Nothing is more tempting, when talking about writers for children, than to indulge in a little retrospective psychoanalysis: they chose this particular field in order to compensate for an unhappy childhood, or perhaps to recapture a happy one. They wrote to escape the miseries of adult life, or as a consolation for not having children of their own - if not as entertainment for the ones they did have. By the end of this six-part series, you may be wondering why we are not all at it, churning out tales of the wild wood or the forest elves.

Yet, in some cases, it is hard to resist a facile psychological explanation. Kenneth Grahame had a few years of childhood happiness, followed by a life so miserable that one might resort to anything to take one’s mind off it. Since experience had convinced him that true joy was only to be found between the ages of four and seven, he had good reason to wish to return there. He so became, in his early books, The Golden Age and Dream Days, “the first writer to adopt a child’s point of view”.

This was good news for children’s literature, no doubt, but did no favours to Grahame himself. A preference for the child’s point of view allowed him to be seduced into marriage, late in life, to a woman who wrote him letters in baby talk and arrived for their wedding wearing a freshly-picked daisy chain (and, if the dramatisation in the programme is to be believed, not too much else).
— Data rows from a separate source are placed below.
//! B-tree node block codec.
//!
//! On disk a node has no leaf flag: it is a leaf iff every child slot is
//! zero. In memory the distinction is carried by [`NodeKind`], so a leaf
//! cannot hold a child pointer and an internal node always has exactly one
//! more child than it has keys once it is persisted.

use crate::common::config::{MAX_CHILDREN, MAX_KEYS, MIN_DEGREE, MIN_KEYS};
use crate::common::{BlockId, Error, Result};

use super::Block;

/// Leaf or internal, with the child pointers of the latter.
#[derive(Debug, Clone, PartialEq, Eq)]
pub enum NodeKind {
    Leaf,
    Internal { children: Vec<BlockId> },
}

/// A decoded B-tree node.
///
/// # Layout (big-endian, rest of the block zero)
/// ```text
/// Offset  Size     Field
/// ------  -------  -----
/// 0       8        block id
/// 8       8        parent block id (0 for the root)
/// 16      8        number of keys
/// 24      19 × 8   keys
/// 176     19 × 8   values
/// 328     20 × 8   children (all zero for a leaf)
/// ```
#[derive(Debug, Clone, PartialEq, Eq)]
pub struct Node {
    pub(crate) block_id: BlockId,
    pub(crate) parent: BlockId,
    pub(crate) keys: Vec<u64>,
    pub(crate) values: Vec<u64>,
    pub(crate) kind: NodeKind,
}

impl Node {
    pub const OFFSET_BLOCK_ID: usize = 0;
    pub const OFFSET_PARENT: usize = 8;
    pub const OFFSET_NUM_KEYS: usize = 16;
    pub const OFFSET_KEYS: usize = 24;
    pub const OFFSET_VALUES: usize = Self::OFFSET_KEYS + MAX_KEYS * 8;
    pub const OFFSET_CHILDREN: usize = Self::OFFSET_VALUES + MAX_KEYS * 8;

    /// Create an empty leaf.
    pub fn leaf(block_id: BlockId, parent: BlockId) -> Self {
        Self {
            block_id,
            parent,
            keys: Vec::with_capacity(MAX_KEYS),
            values: Vec::with_capacity(MAX_KEYS),
            kind: NodeKind::Leaf,
        }
    }

    /// Create an internal node with no keys and a single child.
    ///
    /// This is the shape of a new root just before its only child is split.
    pub fn internal(block_id: BlockId, parent: BlockId, first_child: BlockId) -> Self {
        let mut children = Vec::with_capacity(MAX_CHILDREN);
        children.push(first_child);
        Self {
            block_id,
            parent,
            keys: Vec::with_capacity(MAX_KEYS),
            values: Vec::with_capacity(MAX_KEYS),
            kind: NodeKind::Internal { children },
        }
    }

    #[inline]
    pub fn block_id(&self) -> BlockId {
        self.block_id
    }

    #[inline]
    pub fn parent(&self) -> BlockId {
        self.parent
    }

    #[inline]
    pub fn keys(&self) -> &[u64] {
        &self.keys
    }

    #[inline]
    pub fn values(&self) -> &[u64] {
        &self.values
    }

    #[inline]
    pub fn kind(&self) -> &NodeKind {
        &self.kind
    }

    /// Child pointers; empty for a leaf.
    #[inline]
    pub fn children(&self) -> &[BlockId] {
        match &self.kind {
            NodeKind::Leaf => &[],
            NodeKind::Internal { children } => children,
        }
    }

    /// The `index`-th child, or `None` for a leaf or an out-of-range index.
    #[inline]
    pub fn child(&self, index: usize) -> Option<BlockId> {
        self.children().get(index).copied()
    }

    #[inline]
    pub fn is_leaf(&self) -> bool {
        matches!(self.kind, NodeKind::Leaf)
    }

    /// Number of keys.
    #[inline]
    pub fn len(&self) -> usize {
        self.keys.len()
    }

    #[inline]
    pub fn is_empty(&self) -> bool {
        self.keys.is_empty()
    }

    #[inline]
    pub fn is_full(&self) -> bool {
        self.keys.len() >= MAX_KEYS
    }

    /// Locate `key` in this node.
    ///
    /// `Ok(i)` means `keys[i] == key`. `Err(i)` gives the first index with
    /// `key < keys[i]`, which is both the insertion point and the child to
    /// descend into.
    #[inline]
    pub fn find(&self, key: u64) -> std::result::Result<usize, usize> {
        self.keys.binary_search(&key)
    }

    pub(crate) fn set_parent(&mut self, parent: BlockId) {
        self.parent = parent;
    }

    /// Overwrite the value at `index`, returning the old one.
    pub(crate) fn set_value(&mut self, index: usize, value: u64) -> u64 {
        std::mem::replace(&mut self.values[index], value)
    }

    /// Insert a key/value pair into a leaf at `index`.
    pub(crate) fn insert_entry(&mut self, index: usize, key: u64, value: u64) -> Result<()> {
        if !self.is_leaf() {
            return Err(Error::corrupt(self.block_id.0, "entry insert into internal node"));
        }
        if self.is_full() {
            return Err(Error::corrupt(self.block_id.0, "entry insert into full node"));
        }
        self.keys.insert(index, key);
        self.values.insert(index, value);
        Ok(())
    }

    /// Insert a separator promoted from child `index`, with `right` as the
    /// new child immediately after it.
    pub(crate) fn insert_separator(
        &mut self,
        index: usize,
        key: u64,
        value: u64,
        right: BlockId,
    ) -> Result<()> {
        if self.is_full() {
            return Err(Error::corrupt(self.block_id.0, "separator insert into full node"));
        }
        match &mut self.kind {
            NodeKind::Leaf => Err(Error::corrupt(self.block_id.0, "separator insert into leaf")),
            NodeKind::Internal { children } => {
                self.keys.insert(index, key);
                self.values.insert(index, value);
                children.insert(index + 1, right);
                Ok(())
            }
        }
    }

    /// Split a full node around its median.
    ///
    /// `self` keeps the first `t - 1` keys (and `t` children). The upper
    /// `t - 1` keys (and `t` children) move into a new sibling at
    /// `sibling_id` sharing this node's parent. Returns the median
    /// key/value and the sibling.
    pub(crate) fn split(&mut self, sibling_id: BlockId) -> Result<(u64, u64, Node)> {
        if self.len() != MAX_KEYS {
            return Err(Error::corrupt(self.block_id.0, "split of a node that is not full"));
        }

        let upper_keys = self.keys.split_off(MIN_DEGREE);
        let upper_values = self.values.split_off(MIN_DEGREE);
        let median_key = self.keys[MIN_KEYS];
        let median_value = self.values[MIN_KEYS];
        self.keys.truncate(MIN_KEYS);
        self.values.truncate(MIN_KEYS);

        let kind = match &mut self.kind {
            NodeKind::Leaf => NodeKind::Leaf,
            NodeKind::Internal { children } => NodeKind::Internal {
                children: children.split_off(MIN_DEGREE),
            },
        };

        let sibling = Node {
            block_id: sibling_id,
            parent: self.parent,
            keys: upper_keys,
            values: upper_values,
            kind,
        };
        Ok((median_key, median_value, sibling))
    }

    /// Serialize into a block.
    ///
    /// Unused key, value and child slots are left zero.
    pub fn encode(&self) -> Block {
        let mut block = Block::new();
        block.write_u64(Self::OFFSET_BLOCK_ID, self.block_id.0);
        block.write_u64(Self::OFFSET_PARENT, self.parent.0);
        block.write_u64(Self::OFFSET_NUM_KEYS, self.keys.len() as u64);

        for (i, (&key, &value)) in self.keys.iter().zip(&self.values).enumerate() {
            block.write_u64(Self::OFFSET_KEYS + i * 8, key);
            block.write_u64(Self::OFFSET_VALUES + i * 8, value);
        }
        for (i, child) in self.children().iter().enumerate() {
            block.write_u64(Self::OFFSET_CHILDREN + i * 8, child.0);
        }
        block
    }

    /// Deserialize the node stored in block `expected`.
    ///
    /// # Errors
    /// Returns `Error::CorruptNode` if the block does not identify itself
    /// as `expected`, holds more than 19 keys, has keys out of order, or has
    /// a child region that is neither all zero nor exactly `num_keys + 1`
    /// leading non-zero slots.
    pub fn decode(expected: BlockId, block: &Block) -> Result<Self> {
        let block_id = BlockId::new(block.read_u64(Self::OFFSET_BLOCK_ID));
        if block_id != expected {
            return Err(Error::corrupt(
                expected.0,
                format!("block claims to be {}", block_id.0),
            ));
        }

        let num_keys = block.read_u64(Self::OFFSET_NUM_KEYS);
        if num_keys > MAX_KEYS as u64 {
            return Err(Error::corrupt(expected.0, format!("{num_keys} keys")));
        }
        let num_keys = num_keys as usize;

        let keys: Vec<u64> = (0..num_keys)
            .map(|i| block.read_u64(Self::OFFSET_KEYS + i * 8))
            .collect();
        if keys.windows(2).any(|pair| pair[0] >= pair[1]) {
            return Err(Error::corrupt(expected.0, "keys are not strictly ascending"));
        }
        let values = (0..num_keys)
            .map(|i| block.read_u64(Self::OFFSET_VALUES + i * 8))
            .collect();

        let slots: Vec<BlockId> = (0..MAX_CHILDREN)
            .map(|i| BlockId::new(block.read_u64(Self::OFFSET_CHILDREN + i * 8)))
            .collect();
        let kind = if slots.iter().all(BlockId::is_null) {
            NodeKind::Leaf
        } else {
            let (live, rest) = slots.split_at(num_keys + 1);
            if live.iter().any(BlockId::is_null) || !rest.iter().all(BlockId::is_null) {
                return Err(Error::corrupt(
                    expected.0,
                    format!("child slots do not match {num_keys} keys"),
                ));
            }
            NodeKind::Internal {
                children: live.to_vec(),
            }
        };

        Ok(Self {
            block_id,
            parent: BlockId::new(block.read_u64(Self::OFFSET_PARENT)),
            keys,
            values,
            kind,
        })
    }
}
The seven-year-old’s outlook had a bad effect, too, on their momentary sexual relationship. One has to agree that the resulting misery is quite enough to account for the bachelor world of The Wind in the Willows.

Edith Nesbit (also, allegedly, the “first to write from a child’s point of view”) had an unhappy childhood and an unconven-tional marriage. Not many of these writers have biographies that can be recommended as suitable for children (could they have been compensating in their lives for the cosiness of their fantasies?). Nesbit had an open marriage and a succession of young lovers. She also blamed herself for the death of her only son after an operation; Grahame’s son committed suicide.

The series omits Lewis Carroll (so missing an opportunity to nominate another “first writer to adopt the child’s point of view”), as well as Beatrix Potter, J M Barrie and A A Milne. The third programme is devoted to Arthur Ransome, a man who, like Grahame, enjoyed messing around in boats, but had a rather more adventurous life before he settled down to writing about summer hols on the Lakes and Broads.

J R R Tolkien, the next subject, was a respectable and conservative Oxford don who, somewhat to his dismay, became the inspiration for hippies, greens and various kinds of New Age mystics. Judging by the fans who appear in the programme, earnestly conversing in his invented language, Elvish, he was not really a children’s writer, except those whimsically described as being “of any age”.

The last two parts are about Dr Seuss (Ted Giesel) and Roald Dahl. I have not been able to preview either of these, but it is possible there are dark sides to both men. Honestly, children, you do not want to know about the people who write these lovely stories. Just take it from a grown-up when he tells you to enjoy the safe and wonderful world of Rattie, Mole and Badger, the Bastables, and Swallows and Amazons while you can, because (as their creators knew only too well) real life is not like that.